Try it: From the records below, take each line where the string "module" shows up and copy it.

[Stored data entries]

####

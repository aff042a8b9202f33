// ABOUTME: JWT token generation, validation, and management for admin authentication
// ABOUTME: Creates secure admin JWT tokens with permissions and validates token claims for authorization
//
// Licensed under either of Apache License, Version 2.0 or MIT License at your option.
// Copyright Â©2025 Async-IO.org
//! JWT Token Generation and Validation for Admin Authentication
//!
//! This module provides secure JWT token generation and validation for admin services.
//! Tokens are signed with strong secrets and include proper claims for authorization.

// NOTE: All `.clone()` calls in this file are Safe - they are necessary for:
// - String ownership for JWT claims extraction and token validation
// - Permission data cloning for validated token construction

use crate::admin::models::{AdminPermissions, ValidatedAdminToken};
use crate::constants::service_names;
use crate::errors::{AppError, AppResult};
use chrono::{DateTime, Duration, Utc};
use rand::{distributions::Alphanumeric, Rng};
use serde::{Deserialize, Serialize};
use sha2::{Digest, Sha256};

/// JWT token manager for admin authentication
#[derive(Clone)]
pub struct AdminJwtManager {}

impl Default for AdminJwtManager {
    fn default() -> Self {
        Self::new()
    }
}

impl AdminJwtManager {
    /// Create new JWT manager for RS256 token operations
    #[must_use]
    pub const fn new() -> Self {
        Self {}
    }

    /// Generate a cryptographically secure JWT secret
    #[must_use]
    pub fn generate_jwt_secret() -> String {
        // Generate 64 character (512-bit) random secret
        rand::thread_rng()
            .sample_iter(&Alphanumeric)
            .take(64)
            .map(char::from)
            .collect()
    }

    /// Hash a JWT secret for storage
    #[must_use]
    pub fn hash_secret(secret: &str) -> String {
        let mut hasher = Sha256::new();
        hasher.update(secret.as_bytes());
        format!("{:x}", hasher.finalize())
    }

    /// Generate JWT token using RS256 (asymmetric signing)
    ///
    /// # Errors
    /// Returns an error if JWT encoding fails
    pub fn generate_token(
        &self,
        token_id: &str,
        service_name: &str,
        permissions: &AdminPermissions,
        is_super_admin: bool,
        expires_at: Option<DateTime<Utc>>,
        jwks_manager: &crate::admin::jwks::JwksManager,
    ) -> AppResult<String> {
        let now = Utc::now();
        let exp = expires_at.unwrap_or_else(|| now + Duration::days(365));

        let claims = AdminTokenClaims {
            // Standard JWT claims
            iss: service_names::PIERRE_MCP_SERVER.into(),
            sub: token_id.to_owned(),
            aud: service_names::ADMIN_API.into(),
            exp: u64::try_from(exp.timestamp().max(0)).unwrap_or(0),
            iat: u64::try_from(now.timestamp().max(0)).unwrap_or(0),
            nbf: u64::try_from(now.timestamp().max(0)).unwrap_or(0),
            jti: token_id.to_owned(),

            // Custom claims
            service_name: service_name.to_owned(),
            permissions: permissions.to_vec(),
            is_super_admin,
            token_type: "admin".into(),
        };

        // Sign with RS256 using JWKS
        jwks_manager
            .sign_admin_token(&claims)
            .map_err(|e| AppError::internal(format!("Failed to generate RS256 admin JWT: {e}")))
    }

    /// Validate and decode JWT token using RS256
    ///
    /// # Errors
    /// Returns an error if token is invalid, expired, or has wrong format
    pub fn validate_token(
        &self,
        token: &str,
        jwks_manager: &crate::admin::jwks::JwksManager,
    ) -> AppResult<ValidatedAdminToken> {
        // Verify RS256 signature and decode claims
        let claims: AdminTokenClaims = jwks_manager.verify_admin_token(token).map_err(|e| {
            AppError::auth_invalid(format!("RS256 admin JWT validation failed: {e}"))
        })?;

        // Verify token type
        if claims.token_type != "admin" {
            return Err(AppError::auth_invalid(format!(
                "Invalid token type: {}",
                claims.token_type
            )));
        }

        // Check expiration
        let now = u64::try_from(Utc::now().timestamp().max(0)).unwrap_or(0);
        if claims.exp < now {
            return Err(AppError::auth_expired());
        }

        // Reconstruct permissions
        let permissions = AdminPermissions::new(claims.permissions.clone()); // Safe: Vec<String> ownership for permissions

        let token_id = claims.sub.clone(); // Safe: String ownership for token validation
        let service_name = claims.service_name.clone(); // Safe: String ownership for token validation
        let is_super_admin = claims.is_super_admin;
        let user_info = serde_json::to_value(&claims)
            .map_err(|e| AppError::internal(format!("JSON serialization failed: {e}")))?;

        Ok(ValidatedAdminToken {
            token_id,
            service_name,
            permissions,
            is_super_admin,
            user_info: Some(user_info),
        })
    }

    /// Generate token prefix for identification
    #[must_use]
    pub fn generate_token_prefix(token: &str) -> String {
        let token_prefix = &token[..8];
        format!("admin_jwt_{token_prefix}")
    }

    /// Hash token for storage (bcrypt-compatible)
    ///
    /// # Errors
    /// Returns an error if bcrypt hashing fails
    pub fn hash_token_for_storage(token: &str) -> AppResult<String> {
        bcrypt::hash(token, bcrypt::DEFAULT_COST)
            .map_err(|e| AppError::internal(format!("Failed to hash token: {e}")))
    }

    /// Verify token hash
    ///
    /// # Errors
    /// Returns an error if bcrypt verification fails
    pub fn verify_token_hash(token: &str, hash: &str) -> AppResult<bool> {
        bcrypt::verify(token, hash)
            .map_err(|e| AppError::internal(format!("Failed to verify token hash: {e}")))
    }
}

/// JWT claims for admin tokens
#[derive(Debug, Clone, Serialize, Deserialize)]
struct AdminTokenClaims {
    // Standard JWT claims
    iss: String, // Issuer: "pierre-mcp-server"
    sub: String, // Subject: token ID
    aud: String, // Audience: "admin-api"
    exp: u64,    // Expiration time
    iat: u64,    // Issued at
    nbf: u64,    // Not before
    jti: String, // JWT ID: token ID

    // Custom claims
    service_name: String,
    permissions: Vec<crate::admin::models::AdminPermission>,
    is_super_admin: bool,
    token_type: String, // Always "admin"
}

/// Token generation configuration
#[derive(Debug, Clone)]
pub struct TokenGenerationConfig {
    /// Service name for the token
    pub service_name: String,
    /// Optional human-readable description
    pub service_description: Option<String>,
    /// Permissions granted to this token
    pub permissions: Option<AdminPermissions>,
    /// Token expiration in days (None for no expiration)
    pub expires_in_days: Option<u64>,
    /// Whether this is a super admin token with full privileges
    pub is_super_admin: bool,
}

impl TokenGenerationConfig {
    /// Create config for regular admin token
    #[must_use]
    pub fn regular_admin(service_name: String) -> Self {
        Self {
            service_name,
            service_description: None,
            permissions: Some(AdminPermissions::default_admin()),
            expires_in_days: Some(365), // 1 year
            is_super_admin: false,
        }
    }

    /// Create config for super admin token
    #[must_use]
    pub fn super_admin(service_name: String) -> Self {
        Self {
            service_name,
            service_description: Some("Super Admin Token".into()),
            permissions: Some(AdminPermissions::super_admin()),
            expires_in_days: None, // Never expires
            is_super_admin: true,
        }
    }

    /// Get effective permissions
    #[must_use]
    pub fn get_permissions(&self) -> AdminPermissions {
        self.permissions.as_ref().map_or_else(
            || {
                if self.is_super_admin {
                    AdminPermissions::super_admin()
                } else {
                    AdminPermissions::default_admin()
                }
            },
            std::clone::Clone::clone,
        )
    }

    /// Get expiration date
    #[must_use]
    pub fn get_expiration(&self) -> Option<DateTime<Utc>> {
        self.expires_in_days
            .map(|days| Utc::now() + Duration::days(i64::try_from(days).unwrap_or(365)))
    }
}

####

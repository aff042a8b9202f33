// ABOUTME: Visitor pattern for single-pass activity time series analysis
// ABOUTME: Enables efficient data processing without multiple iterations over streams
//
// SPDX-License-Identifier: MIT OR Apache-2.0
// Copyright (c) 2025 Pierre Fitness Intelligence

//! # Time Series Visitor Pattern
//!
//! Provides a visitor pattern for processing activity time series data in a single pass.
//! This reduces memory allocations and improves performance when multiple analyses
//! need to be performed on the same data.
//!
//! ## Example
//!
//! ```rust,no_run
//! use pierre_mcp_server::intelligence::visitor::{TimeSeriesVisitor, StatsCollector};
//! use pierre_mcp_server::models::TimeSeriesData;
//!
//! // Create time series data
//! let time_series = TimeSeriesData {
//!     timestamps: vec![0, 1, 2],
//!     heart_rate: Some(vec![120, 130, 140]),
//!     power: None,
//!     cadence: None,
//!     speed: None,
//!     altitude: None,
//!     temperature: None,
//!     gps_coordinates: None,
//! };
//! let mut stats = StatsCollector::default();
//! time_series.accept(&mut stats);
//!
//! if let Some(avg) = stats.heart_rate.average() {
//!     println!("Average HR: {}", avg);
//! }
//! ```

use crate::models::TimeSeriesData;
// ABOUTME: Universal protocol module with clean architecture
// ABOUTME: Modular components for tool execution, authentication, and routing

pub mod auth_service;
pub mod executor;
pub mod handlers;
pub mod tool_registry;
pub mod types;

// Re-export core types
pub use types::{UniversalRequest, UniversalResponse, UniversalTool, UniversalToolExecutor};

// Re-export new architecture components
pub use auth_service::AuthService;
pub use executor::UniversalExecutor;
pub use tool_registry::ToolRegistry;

####

Written reply:
//! This module provides secure JWT token generation and validation for admin services.
// ABOUTME: Universal protocol module with clean architecture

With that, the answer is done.